The CMS has sent letters to Medicaid consumers (PDF) who received tax credits to purchase insurance through the Affordable Care Act marketplace.
The agency says these people will have to terminate marketplace coverage and pay back the amount of the credit they've received.
A CMS spokeswoman declined to say how many people fall into this group only noting it was “a small number.”
“We're committed to helping consumers with their coverage through the Health Insurance Marketplace and will continue to work with them to understand their options,” the spokeswoman said.
The issue exists in states that used the the federal marketplace, HealthCare.gov, not those living in state-based exchanges.

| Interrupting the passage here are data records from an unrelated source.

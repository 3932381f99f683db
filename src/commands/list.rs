//! Implementation of the `bsrs list` command.
//!
//! Prints the template registry grouped by phase and theme, in declared
//! order. With `--placeholders`, each template's placeholders are listed and
//! keys that would not resolve are flagged.

use crate::cli::ListArgs;
use crate::config::{ProjectConfig, SystemConfig};
use crate::context::Workspace;
use crate::error::{BsrsError, Result};
use crate::prompt::{BUILTIN_VARS, apply_fallbacks, placeholders};
use crate::registry::TemplateRegistry;

/// Execute the `bsrs list` command.
pub fn cmd_list(ws: &Workspace, args: ListArgs) -> Result<()> {
    let registry = ws.registry()?;
    let project = if args.placeholders {
        Some(ws.load_project()?)
    } else {
        None
    };

    print!("{}", render_listing(&ws.system, &registry, project.as_ref())?);
    Ok(())
}

/// Render the registry listing.
pub(crate) fn render_listing(
    system: &SystemConfig,
    registry: &TemplateRegistry,
    project: Option<&ProjectConfig>,
) -> Result<String> {
    let known = project.map(|p| apply_fallbacks(p.values(), &system.placeholder_fallbacks));
    let mut out = String::new();

    for phase_id in registry.phases() {
        let label = system.phase(phase_id).map(|p| p.label.as_str()).unwrap_or_default();
        out.push_str(&format!("{}  {}\n", phase_id, label));

        for entry in registry.entries_for_phase(phase_id) {
            let name = system
                .theme(&entry.phase, &entry.theme)
                .map(|t| t.name.as_str())
                .unwrap_or_default();
            out.push_str(&format!("  {:<12} {}\n", entry.target(), name));

            let Some(known) = &known else {
                continue;
            };
            let text = std::fs::read_to_string(&entry.path).map_err(|e| {
                BsrsError::UserError(format!(
                    "failed to read template '{}': {}",
                    entry.path.display(),
                    e
                ))
            })?;
            let names = placeholders(&text).map_err(|e| BsrsError::TemplateSyntax {
                path: entry.path.clone(),
                message: e.to_string(),
            })?;
            let rendered: Vec<String> = names
                .iter()
                .map(|n| {
                    let resolvable = BUILTIN_VARS.contains(&n.as_str()) || known.contains_key(n);
                    if resolvable {
                        n.clone()
                    } else {
                        format!("{} (missing)", n)
                    }
                })
                .collect();
            if !rendered.is_empty() {
                out.push_str(&format!("               placeholders: {}\n", rendered.join(", ")));
            }
        }
    }

    Ok(out)
}
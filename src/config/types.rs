//! Configuration types and defaults for bsrs.
//!
//! This module defines the phase taxonomy, quality thresholds, output
//! settings, and the default value functions used by `SystemConfig`.

use serde::{Deserialize, Serialize};
use std::collections::BTreeMap;

/// How disambiguating suffixes are chosen for output artifact names.
#[derive(Debug, Clone, Copy, PartialEq, Eq, Serialize, Deserialize, Default)]
#[serde(rename_all = "snake_case")]
pub enum NamingPolicy {
    /// UTC timestamp with millisecond precision (default).
    #[default]
    Timestamp,
    /// Zero-padded counter one past the highest existing one.
    Sequence,
}

/// A theme within a phase. Each theme owns one template per step.
#[derive(Debug, Clone, PartialEq, Eq, Serialize, Deserialize)]
pub struct ThemeDef {
    /// Identifier used in template file names (e.g., `3` or `A`).
    pub id: String,
    /// Display name.
    pub name: String,
    /// The question the theme's research should answer.
    #[serde(default)]
    pub main_question: String,
}

/// A top-level research phase.
#[derive(Debug, Clone, PartialEq, Eq, Serialize, Deserialize)]
pub struct PhaseDef {
    /// Identifier used as the template subdirectory (e.g., `phase_2`).
    pub id: String,
    /// Display label shown during selection.
    pub label: String,
    /// Themes in display order.
    #[serde(default)]
    pub themes: Vec<ThemeDef>,
}

impl PhaseDef {
    /// Find a theme of this phase by id.
    pub fn theme(&self, id: &str) -> Option<&ThemeDef> {
        self.themes.iter().find(|t| t.id == id)
    }
}

/// Thresholds applied when checking a pasted-back report.
#[derive(Debug, Clone, PartialEq, Eq, Serialize, Deserialize)]
#[serde(default)]
pub struct QualityThresholds {
    /// Minimum report length in characters.
    pub min_chars: usize,
    /// Minimum number of numbered references carrying a URL.
    pub min_sources: usize,
    /// Section titles that must appear in the report.
    pub required_sections: Vec<String>,
    /// Whether the report must contain an image or a markdown table.
    pub require_charts: bool,
    /// Minimum score (0-100) for the report to pass.
    pub pass_score: u32,
}

impl Default for QualityThresholds {
    fn default() -> Self {
        Self {
            min_chars: 3000,
            min_sources: 10,
            required_sections: default_required_sections(),
            require_charts: true,
            pass_score: 70,
        }
    }
}

/// Where and how output artifacts are written.
#[derive(Debug, Clone, PartialEq, Eq, Serialize, Deserialize)]
#[serde(default)]
pub struct OutputSettings {
    /// Output directory, relative to the workspace root.
    pub dir: String,
    /// Suffix policy for artifact names.
    pub naming: NamingPolicy,
}

impl Default for OutputSettings {
    fn default() -> Self {
        Self {
            dir: "outputs".to_string(),
            naming: NamingPolicy::default(),
        }
    }
}

pub fn default_required_sections() -> Vec<String> {
    vec![
        "Current State Analysis".to_string(),
        "Strategic Recommendations".to_string(),
        "Action Plan".to_string(),
        "References".to_string(),
    ]
}

pub fn default_required_fields() -> Vec<String> {
    vec![
        "project_name".to_string(),
        "company_name".to_string(),
        "industry".to_string(),
    ]
}

pub fn default_placeholder_fallbacks() -> BTreeMap<String, String> {
    BTreeMap::from([
        ("brand_name".to_string(), "company_name".to_string()),
        ("division".to_string(), "company_name".to_string()),
    ])
}

/// Labels accepted in the project document, mapped to canonical keys.
///
/// The project config template is written for Japanese and English users,
/// so both label sets resolve to the same keys.
pub fn default_key_aliases() -> BTreeMap<String, String> {
    const ALIASES: &[(&str, &str)] = &[
        ("プロジェクト名", "project_name"),
        ("自社名", "company_name"),
        ("業界", "industry"),
        ("製品/サービスの概要", "product_service"),
        ("対象市場", "target_market"),
        ("国・地域", "region"),
        ("競合企業", "competitors"),
        ("ターゲット顧客セグメント", "target_customer"),
        ("顧客ペルソナ", "persona"),
        ("調査目的", "objective"),
        ("タイムライン", "timeline"),
        ("Project Name", "project_name"),
        ("Company Name", "company_name"),
        ("Industry", "industry"),
        ("Product/Service Overview", "product_service"),
        ("Target Market", "target_market"),
        ("Region", "region"),
        ("Competitors", "competitors"),
        ("Target Customer Segment", "target_customer"),
        ("Customer Persona", "persona"),
        ("Research Objective", "objective"),
        ("Timeline", "timeline"),
    ];
    ALIASES
        .iter()
        .map(|(label, key)| (label.to_string(), key.to_string()))
        .collect()
}

pub fn default_selection_attempts() -> u32 {
    3
}

pub fn default_max_reference_chars() -> usize {
    6000
}

pub fn default_templates_dir() -> String {
    "prompts".to_string()
}

pub fn default_true() -> bool {
    true
}

fn theme(id: &str, name: &str, main_question: &str) -> ThemeDef {
    ThemeDef {
        id: id.to_string(),
        name: name.to_string(),
        main_question: main_question.to_string(),
    }
}

fn phase(id: &str, label: &str, themes: Vec<ThemeDef>) -> PhaseDef {
    PhaseDef {
        id: id.to_string(),
        label: label.to_string(),
        themes,
    }
}

/// The nine-phase research programme used when no system config exists.
pub fn default_phases() -> Vec<PhaseDef> {
    vec![
        phase(
            "phase_1",
            "Phase I: Internal Environment and Business Model Assessment",
            vec![
                theme("A", "Business Model Assessment", "How sound is the current business model and where does it create value?"),
                theme("B", "Internal Capabilities", "Which capabilities and resources give us a durable edge?"),
            ],
        ),
        phase(
            "phase_2",
            "Phase II: External Environment and Opportunity Identification",
            vec![
                theme("1", "Market Environment", "Which macro trends shape demand in our market?"),
                theme("2", "Industry Structure", "How attractive is the industry and where do profits pool?"),
                theme("3", "Competitor Analysis", "How do our main competitors win and where are they exposed?"),
                theme("4", "Technology Trends", "Which technologies will change how the market is served?"),
            ],
        ),
        phase(
            "phase_3",
            "Phase III: Target Customers and Insights",
            vec![
                theme("5", "Customer Segmentation", "Which segments should we serve first and why?"),
                theme("6", "Purchase Journey", "How do target customers discover, compare and buy?"),
                theme("7", "Customer Experience", "Where does the current experience fail the customer?"),
            ],
        ),
        phase(
            "phase_4",
            "Phase IV: Value Proposition and Go-to-Market Strategy",
            vec![
                theme("8", "Product Strategy", "What offering best fits the chosen segments?"),
                theme("9", "Brand Positioning", "What position can the brand credibly own?"),
                theme("10", "Go-to-Market Plan", "Through which channels and sequence do we enter?"),
                theme("11", "Partnerships", "Which partners accelerate reach or capability?"),
            ],
        ),
        phase(
            "phase_5",
            "Phase V: Growth Strategy and Profitability",
            vec![
                theme("12", "Geographic Expansion", "Which markets should follow the home market?"),
                theme("13", "Growth Levers", "Which levers compound growth at acceptable cost?"),
                theme("14", "Unit Economics", "Is each customer profitable, and when?"),
                theme("15", "Pricing and Freemium Model", "How should pricing tiers convert free users?"),
            ],
        ),
        phase(
            "phase_6",
            "Phase VI: Marketing Communication Strategy",
            vec![
                theme("16", "Marketing Strategy", "What is the overall communication strategy?"),
                theme("17", "Creative Strategy", "Which messages and formats resonate?"),
                theme("18", "Public Relations", "How do we earn attention and trust?"),
                theme("19", "Media Planning", "How should the media budget be allocated?"),
                theme("20", "YouTube", "How do we use long-form video?"),
                theme("21", "Instagram", "How do we use visual social channels?"),
                theme("22", "X (Twitter)", "How do we use real-time conversation?"),
                theme("23", "TikTok", "How do we use short-form video?"),
                theme("24", "Affiliate Marketing", "Can affiliates acquire customers profitably?"),
                theme("25", "Influencer Marketing", "Which creators move our audience?"),
                theme("26", "Community", "How do we build a community around the product?"),
            ],
        ),
        phase(
            "phase_7",
            "Phase VII: Organization and Infrastructure for Execution",
            vec![
                theme("27", "Marketing Technology", "Which tools does the team need?"),
                theme("28", "Sales Enablement", "How do we equip sales to close?"),
                theme("29", "KPI Design", "Which metrics steer the strategy?"),
                theme("30", "Talent and Budget", "Which people and budget does execution need?"),
                theme("31", "Data-Driven Decisions", "How do decisions use data consistently?"),
                theme("32", "Organizational Change", "How does the organization adapt?"),
            ],
        ),
        phase(
            "phase_8",
            "Phase VIII: Sustainability and Risk Management",
            vec![
                theme("33", "ESG Strategy", "How does the strategy address ESG expectations?"),
                theme("34", "Risk Management", "Which risks threaten the plan and how are they mitigated?"),
                theme("35", "Crisis Management", "How do we respond when something goes wrong?"),
            ],
        ),
        phase(
            "final_phase",
            "Final Phase: Integrated Strategy and Recommendations",
            vec![theme("Z", "Integrated Strategy", "What is the integrated strategy and the first 90 days of execution?")],
        ),
    ]
}
//! System config loading, validation, and lookup operations.

use super::model::SystemConfig;
use super::types::{PhaseDef, ThemeDef};
use crate::error::{BsrsError, Result};
use regex::Regex;
use std::collections::HashSet;
use std::path::Path;
use std::sync::LazyLock;

/// Identifiers end up in directory and file names, so keep them path-safe.
static ID_PATTERN: LazyLock<Regex> =
    LazyLock::new(|| Regex::new(r"^[A-Za-z0-9_-]+$").expect("Invalid id regex"));

impl SystemConfig {
    /// Load the system config from a JSON file.
    ///
    /// A missing file yields the built-in defaults. A file that exists but
    /// cannot be read, parsed, or validated is a `ConfigValidation` error.
    pub fn load<P: AsRef<Path>>(path: P) -> Result<Self> {
        let path = path.as_ref();

        if !path.exists() {
            tracing::info!(path = %path.display(), "no system config found, using defaults");
            return Ok(Self::default());
        }

        let content = std::fs::read_to_string(path).map_err(|e| {
            BsrsError::invalid_config(path, format!("failed to read file: {}", e))
        })?;

        Self::from_json(&content, path)
    }

    /// Parse a system config from a JSON string.
    ///
    /// `origin` is only used to label errors.
    pub fn from_json(json: &str, origin: &Path) -> Result<Self> {
        let config: SystemConfig = serde_json::from_str(json)
            .map_err(|e| BsrsError::invalid_config(origin, format!("failed to parse JSON: {}", e)))?;

        config.validate(origin)?;
        Ok(config)
    }

    /// Serialize the config to pretty JSON.
    pub fn to_json(&self) -> Result<String> {
        serde_json::to_string_pretty(self).map_err(|e| {
            BsrsError::UserError(format!("failed to serialize system config to JSON: {}", e))
        })
    }

    /// Validate config values.
    ///
    /// Validation rules:
    /// - at least one phase; phase ids unique and path-safe
    /// - every phase has at least one theme; theme ids unique per phase and path-safe
    /// - `selection_attempts` and `max_reference_chars` are positive
    /// - `quality.pass_score` is at most 100
    /// - `required_fields` entries are non-empty
    /// - no placeholder fallback points at itself
    pub fn validate(&self, origin: &Path) -> Result<()> {
        let fail = |message: String| Err(BsrsError::invalid_config(origin, message));

        if self.phases.is_empty() {
            return fail("phases must declare at least one phase".to_string());
        }

        let mut phase_ids = HashSet::new();
        for phase in &self.phases {
            if !ID_PATTERN.is_match(&phase.id) {
                return fail(format!(
                    "phase id '{}' must contain only letters, digits, '_' or '-'",
                    phase.id
                ));
            }
            if !phase_ids.insert(phase.id.as_str()) {
                return fail(format!("duplicate phase id '{}'", phase.id));
            }
            if phase.themes.is_empty() {
                return fail(format!("phase '{}' must declare at least one theme", phase.id));
            }

            let mut theme_ids = HashSet::new();
            for theme in &phase.themes {
                if !ID_PATTERN.is_match(&theme.id) {
                    return fail(format!(
                        "theme id '{}' in phase '{}' must contain only letters, digits, '_' or '-'",
                        theme.id, phase.id
                    ));
                }
                if !theme_ids.insert(theme.id.as_str()) {
                    return fail(format!(
                        "duplicate theme id '{}' in phase '{}'",
                        theme.id, phase.id
                    ));
                }
            }
        }

        if self.selection_attempts == 0 {
            return fail("selection_attempts must be greater than 0".to_string());
        }

        if self.max_reference_chars == 0 {
            return fail("max_reference_chars must be greater than 0".to_string());
        }

        if self.quality.pass_score > 100 {
            return fail(format!(
                "quality.pass_score must be at most 100 (found {})",
                self.quality.pass_score
            ));
        }

        if self.required_fields.iter().any(|f| f.trim().is_empty()) {
            return fail("required_fields entries must be non-empty".to_string());
        }

        for (key, fallback) in &self.placeholder_fallbacks {
            if key == fallback {
                return fail(format!("placeholder_fallbacks entry '{}' points at itself", key));
            }
        }

        Ok(())
    }

    /// Find a phase by id.
    pub fn phase(&self, id: &str) -> Option<&PhaseDef> {
        self.phases.iter().find(|p| p.id == id)
    }

    /// Position of a phase in the declared order.
    pub fn phase_index(&self, id: &str) -> Option<usize> {
        self.phases.iter().position(|p| p.id == id)
    }

    /// The phase declared immediately before `id`, if any.
    pub fn previous_phase(&self, id: &str) -> Option<&PhaseDef> {
        match self.phase_index(id)? {
            0 => None,
            i => self.phases.get(i - 1),
        }
    }

    /// Find a theme by phase and theme id.
    pub fn theme(&self, phase: &str, theme: &str) -> Option<&ThemeDef> {
        self.phase(phase).and_then(|p| p.theme(theme))
    }

    /// Canonical key for a project document label.
    pub fn canonical_key<'a>(&'a self, label: &'a str) -> &'a str {
        self.key_aliases
            .get(label)
            .map(String::as_str)
            .unwrap_or(label)
    }
}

Consumers are finding themselves being dually-enrolled if they've experienced a life change, like a drop in income, that made them eligible for Medicaid after they had purchased marketplace coverage.
Similarly, consumers who are enrolled in marketplace coverage may have applied and been awarded Medicaid coverage while failing to terminate a marketplace plan.
The notice from the CMS tells consumers the onus is on them to cancel their exchange plans, something people may not have realized.
“We have shown in research these are folks whose incomes fluctuate constantly and may not understand reporting,” Sara Rosenbaum, a professor of health law and policy at George Washington University.
Experts predict the glitch will cause problems come tax time.
“The CMS letter may lead to considerable confusion,” said said Kip Piper a Washington-area consultant and former senior official at the CMS. “Many people will not understand what they need to do. Low income families tend to move often, so many addresses may be inaccurate.”
More troubling is that many states use different brand-like names for their Medicaid and CHIP programs, so many individuals may wrongly assume it does not apply to them. Many state CHIP programs are integrated with Medicaid and not separate. So many know Medicaid or CHIP under different names or the same name, Piper added.
To help find these people, CMS is enlisting periodic data matching which uses existing non-employer sponsored coverage data to check whether a consumer who is enrolled in Marketplace coverage with tax credits is also enrolled in Medicaid or Children's Health Insurance Program coverage.
The CMS will be conducting periodic and regularly scheduled data matches, the agency says, and will send notices accordingly.
Consumers can enroll in both marketplace and Medicaid coverage, but they have to pay the full premium for marketplace coverage without tax credits. With dual coverage, Medicaid would kick in only after other coverage has been exhausted.
According to the CMS, the first round of PDM could not identify all dually-enrolled consumers because not all states were able to fully participate in the data mining. The states not affected in this round include Alaska, Delaware, Georgia, Maine, Michigan, New Jersey, Oregon, South Carolina, Tennessee and Wyoming, all state-based exchanges.
The CMS said those states should expect to see their residents scrutinized in future PDM scrubs.
Expert hope this a teachable moment for states and the CMS, said Judy Solomon, vice president for health policy at the Center on Budget and Policy Priorities.
She worries this issue affects people who already struggle with low income, demands of their time and limited access to healthcare.
The inadvertently provided tax credits are the latest issue plaguing HealthCare.gov. In recent months, the federal exchange has been marked with controversy regarding the security of consumer's information and concerns that it can be prone to fraudulent activity.